─── Extracted data
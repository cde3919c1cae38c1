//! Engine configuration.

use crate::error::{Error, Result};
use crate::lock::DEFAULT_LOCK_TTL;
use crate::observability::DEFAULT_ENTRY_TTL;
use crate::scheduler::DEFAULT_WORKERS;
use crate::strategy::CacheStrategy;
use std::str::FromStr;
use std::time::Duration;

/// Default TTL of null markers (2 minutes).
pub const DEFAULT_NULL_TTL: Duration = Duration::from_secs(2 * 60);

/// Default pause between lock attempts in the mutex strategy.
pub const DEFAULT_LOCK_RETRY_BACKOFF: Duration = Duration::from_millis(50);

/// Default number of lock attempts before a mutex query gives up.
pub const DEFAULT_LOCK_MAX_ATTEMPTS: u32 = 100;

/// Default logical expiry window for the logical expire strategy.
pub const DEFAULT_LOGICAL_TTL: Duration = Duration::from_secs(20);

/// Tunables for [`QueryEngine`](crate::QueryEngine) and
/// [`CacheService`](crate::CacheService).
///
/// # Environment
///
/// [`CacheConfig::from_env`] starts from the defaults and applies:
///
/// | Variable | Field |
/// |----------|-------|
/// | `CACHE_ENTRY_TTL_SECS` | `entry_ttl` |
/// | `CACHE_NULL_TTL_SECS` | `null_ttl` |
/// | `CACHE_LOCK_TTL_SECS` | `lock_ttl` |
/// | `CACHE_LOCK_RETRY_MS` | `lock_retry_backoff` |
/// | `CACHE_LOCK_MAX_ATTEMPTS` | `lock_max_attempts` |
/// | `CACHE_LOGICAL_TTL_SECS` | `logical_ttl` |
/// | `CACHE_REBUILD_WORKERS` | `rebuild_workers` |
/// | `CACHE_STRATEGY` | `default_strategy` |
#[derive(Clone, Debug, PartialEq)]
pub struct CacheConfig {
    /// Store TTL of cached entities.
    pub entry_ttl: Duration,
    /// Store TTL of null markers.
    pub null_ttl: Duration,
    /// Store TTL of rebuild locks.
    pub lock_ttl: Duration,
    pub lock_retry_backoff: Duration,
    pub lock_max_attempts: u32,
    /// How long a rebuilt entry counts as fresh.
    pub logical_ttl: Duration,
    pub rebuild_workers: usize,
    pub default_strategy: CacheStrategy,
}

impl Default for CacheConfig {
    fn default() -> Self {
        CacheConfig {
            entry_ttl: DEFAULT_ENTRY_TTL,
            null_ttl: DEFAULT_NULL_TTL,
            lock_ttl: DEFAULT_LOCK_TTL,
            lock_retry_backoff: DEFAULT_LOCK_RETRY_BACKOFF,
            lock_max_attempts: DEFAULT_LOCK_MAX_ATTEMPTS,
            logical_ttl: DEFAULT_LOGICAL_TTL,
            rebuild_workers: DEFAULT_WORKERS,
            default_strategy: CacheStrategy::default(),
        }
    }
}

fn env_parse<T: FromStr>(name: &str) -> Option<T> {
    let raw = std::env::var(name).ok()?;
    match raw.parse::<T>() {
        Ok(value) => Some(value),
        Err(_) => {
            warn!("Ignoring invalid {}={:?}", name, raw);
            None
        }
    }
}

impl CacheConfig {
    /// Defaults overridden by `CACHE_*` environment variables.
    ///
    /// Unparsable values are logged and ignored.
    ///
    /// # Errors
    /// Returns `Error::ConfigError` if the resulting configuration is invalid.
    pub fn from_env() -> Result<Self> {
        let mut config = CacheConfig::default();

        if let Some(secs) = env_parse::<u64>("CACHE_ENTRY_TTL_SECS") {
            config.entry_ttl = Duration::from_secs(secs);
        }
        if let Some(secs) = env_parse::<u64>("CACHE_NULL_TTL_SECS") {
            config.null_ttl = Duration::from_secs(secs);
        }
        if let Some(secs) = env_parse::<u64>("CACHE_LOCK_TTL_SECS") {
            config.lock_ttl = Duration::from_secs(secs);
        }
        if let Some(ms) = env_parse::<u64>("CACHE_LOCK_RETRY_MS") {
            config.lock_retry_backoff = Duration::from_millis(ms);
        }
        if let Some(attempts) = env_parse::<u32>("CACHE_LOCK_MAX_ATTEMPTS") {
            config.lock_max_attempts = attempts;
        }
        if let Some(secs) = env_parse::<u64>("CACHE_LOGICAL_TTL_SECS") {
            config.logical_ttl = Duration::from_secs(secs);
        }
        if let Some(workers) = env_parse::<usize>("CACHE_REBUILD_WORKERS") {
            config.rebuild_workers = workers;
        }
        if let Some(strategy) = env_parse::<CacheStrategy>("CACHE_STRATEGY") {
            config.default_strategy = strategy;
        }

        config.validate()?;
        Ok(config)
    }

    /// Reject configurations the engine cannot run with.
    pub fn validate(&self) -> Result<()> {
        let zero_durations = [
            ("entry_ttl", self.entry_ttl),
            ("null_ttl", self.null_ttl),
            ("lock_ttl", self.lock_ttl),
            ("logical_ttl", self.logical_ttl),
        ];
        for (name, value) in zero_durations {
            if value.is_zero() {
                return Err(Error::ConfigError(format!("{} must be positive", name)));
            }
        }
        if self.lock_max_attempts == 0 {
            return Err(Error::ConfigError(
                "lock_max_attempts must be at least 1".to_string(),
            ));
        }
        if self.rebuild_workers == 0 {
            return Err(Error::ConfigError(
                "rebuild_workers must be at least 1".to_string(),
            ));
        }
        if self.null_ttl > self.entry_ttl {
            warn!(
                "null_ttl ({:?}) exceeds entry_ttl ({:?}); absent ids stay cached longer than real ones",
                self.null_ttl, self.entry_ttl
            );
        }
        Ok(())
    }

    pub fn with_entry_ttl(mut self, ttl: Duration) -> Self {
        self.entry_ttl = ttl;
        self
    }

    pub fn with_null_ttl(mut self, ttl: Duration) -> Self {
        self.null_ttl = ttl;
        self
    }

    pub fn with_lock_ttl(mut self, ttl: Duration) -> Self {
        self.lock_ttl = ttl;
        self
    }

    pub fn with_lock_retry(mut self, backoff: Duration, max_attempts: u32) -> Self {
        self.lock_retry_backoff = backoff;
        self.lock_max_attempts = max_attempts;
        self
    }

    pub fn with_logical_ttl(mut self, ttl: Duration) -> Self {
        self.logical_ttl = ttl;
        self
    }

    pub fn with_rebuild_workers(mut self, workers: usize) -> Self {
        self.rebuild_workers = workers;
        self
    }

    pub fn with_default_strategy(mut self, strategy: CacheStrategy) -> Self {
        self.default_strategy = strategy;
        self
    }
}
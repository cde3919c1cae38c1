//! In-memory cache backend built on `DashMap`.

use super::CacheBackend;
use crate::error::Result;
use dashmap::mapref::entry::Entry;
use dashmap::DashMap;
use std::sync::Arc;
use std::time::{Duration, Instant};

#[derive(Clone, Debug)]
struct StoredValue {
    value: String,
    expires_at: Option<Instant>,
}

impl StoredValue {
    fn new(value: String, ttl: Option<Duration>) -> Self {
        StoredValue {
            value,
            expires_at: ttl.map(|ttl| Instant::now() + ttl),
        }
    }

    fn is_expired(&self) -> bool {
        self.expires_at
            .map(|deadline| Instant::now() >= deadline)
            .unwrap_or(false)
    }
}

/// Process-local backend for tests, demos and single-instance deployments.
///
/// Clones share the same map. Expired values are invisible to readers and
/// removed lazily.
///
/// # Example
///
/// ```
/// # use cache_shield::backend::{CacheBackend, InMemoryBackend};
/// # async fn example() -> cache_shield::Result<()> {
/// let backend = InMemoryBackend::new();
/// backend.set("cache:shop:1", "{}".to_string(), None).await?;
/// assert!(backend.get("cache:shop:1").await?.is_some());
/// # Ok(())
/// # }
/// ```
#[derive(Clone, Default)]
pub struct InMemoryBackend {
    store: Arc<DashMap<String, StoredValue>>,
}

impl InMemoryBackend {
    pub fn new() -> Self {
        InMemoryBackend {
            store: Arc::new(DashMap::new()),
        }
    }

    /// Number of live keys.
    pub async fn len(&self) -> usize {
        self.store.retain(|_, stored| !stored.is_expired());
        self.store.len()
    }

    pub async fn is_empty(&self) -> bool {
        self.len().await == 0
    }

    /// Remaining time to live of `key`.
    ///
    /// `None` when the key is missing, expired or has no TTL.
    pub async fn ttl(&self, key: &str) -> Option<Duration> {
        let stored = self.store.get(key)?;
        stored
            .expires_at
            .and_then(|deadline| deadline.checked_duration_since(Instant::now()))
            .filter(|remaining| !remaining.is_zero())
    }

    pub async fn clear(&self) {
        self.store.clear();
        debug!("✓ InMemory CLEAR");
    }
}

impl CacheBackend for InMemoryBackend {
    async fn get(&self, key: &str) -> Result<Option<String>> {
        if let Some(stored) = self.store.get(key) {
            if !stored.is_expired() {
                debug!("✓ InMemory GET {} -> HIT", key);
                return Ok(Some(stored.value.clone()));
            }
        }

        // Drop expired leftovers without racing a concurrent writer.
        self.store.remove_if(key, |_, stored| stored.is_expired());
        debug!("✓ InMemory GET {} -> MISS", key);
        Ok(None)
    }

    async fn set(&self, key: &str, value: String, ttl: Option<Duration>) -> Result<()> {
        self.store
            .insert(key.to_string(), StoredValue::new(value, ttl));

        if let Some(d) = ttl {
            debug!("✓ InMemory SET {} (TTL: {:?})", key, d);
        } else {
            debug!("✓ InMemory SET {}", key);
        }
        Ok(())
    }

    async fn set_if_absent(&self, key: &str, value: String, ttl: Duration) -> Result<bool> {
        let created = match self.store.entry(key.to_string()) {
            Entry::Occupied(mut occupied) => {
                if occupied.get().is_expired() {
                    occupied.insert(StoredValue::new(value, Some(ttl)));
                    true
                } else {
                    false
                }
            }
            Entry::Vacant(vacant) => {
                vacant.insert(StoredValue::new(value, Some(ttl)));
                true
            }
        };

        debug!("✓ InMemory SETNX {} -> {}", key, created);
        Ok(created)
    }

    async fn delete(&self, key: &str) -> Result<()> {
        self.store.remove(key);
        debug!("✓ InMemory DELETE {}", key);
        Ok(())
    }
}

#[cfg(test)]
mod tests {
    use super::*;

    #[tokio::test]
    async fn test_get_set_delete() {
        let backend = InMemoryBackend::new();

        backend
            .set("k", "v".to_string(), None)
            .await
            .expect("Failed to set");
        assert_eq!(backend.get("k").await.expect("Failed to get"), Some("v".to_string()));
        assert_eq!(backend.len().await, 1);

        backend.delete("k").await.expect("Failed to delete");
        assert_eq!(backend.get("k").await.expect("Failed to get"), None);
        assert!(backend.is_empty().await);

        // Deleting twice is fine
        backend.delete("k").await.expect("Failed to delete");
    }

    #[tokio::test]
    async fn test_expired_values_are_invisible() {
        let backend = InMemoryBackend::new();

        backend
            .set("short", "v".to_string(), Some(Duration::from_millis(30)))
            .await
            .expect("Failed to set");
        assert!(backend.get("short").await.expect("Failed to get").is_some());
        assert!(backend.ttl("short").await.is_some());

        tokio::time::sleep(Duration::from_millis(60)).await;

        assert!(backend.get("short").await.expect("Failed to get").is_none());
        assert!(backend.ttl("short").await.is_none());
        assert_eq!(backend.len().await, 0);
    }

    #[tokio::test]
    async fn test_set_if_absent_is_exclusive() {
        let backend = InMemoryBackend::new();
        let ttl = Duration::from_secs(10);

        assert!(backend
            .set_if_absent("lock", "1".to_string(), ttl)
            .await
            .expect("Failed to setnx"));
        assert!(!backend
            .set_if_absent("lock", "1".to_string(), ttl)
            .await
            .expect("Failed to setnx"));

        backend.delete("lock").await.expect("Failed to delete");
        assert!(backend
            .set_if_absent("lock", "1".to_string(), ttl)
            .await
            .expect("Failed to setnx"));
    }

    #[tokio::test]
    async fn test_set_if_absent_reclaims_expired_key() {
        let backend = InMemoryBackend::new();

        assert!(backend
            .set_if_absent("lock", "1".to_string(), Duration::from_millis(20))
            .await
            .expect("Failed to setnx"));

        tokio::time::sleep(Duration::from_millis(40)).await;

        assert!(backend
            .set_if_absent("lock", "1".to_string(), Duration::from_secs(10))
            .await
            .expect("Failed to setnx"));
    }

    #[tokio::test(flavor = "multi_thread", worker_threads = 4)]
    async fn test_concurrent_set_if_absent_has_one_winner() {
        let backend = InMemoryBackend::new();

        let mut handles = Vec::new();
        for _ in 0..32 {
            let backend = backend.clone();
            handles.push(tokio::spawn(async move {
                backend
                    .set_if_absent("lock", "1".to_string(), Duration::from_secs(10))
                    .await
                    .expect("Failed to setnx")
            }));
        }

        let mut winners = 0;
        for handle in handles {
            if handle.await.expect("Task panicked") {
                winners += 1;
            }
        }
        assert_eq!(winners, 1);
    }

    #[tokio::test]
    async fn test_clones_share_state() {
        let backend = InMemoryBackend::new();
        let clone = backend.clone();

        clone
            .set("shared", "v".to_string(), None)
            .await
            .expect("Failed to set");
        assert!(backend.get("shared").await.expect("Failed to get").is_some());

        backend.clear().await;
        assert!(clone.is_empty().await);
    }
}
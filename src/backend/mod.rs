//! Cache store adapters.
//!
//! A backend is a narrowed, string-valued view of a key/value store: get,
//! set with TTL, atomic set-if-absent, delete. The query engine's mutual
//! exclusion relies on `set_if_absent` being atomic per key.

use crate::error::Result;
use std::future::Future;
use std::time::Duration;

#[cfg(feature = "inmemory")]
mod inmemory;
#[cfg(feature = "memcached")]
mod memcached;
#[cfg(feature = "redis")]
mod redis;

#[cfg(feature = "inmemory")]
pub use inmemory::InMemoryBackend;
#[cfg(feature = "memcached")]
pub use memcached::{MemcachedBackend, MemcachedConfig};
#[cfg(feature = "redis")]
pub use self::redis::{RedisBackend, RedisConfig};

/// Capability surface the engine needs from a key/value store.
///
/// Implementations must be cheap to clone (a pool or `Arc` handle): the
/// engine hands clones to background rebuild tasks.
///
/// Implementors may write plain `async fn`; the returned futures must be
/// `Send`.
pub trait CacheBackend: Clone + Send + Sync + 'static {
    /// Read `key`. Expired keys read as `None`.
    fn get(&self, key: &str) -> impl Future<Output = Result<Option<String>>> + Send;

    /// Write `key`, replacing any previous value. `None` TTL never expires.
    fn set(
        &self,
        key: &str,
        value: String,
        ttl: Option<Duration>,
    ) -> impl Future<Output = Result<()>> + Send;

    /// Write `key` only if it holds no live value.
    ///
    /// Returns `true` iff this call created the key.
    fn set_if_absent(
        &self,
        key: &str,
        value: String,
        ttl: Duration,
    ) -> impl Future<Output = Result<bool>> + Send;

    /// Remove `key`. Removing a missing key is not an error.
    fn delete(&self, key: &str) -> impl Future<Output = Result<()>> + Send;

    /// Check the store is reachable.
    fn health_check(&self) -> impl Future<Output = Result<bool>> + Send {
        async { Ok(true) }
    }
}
──────
### Task details
Using the records above, report how many lines include "CacheBackend", with no words around the number.

### The completed task
4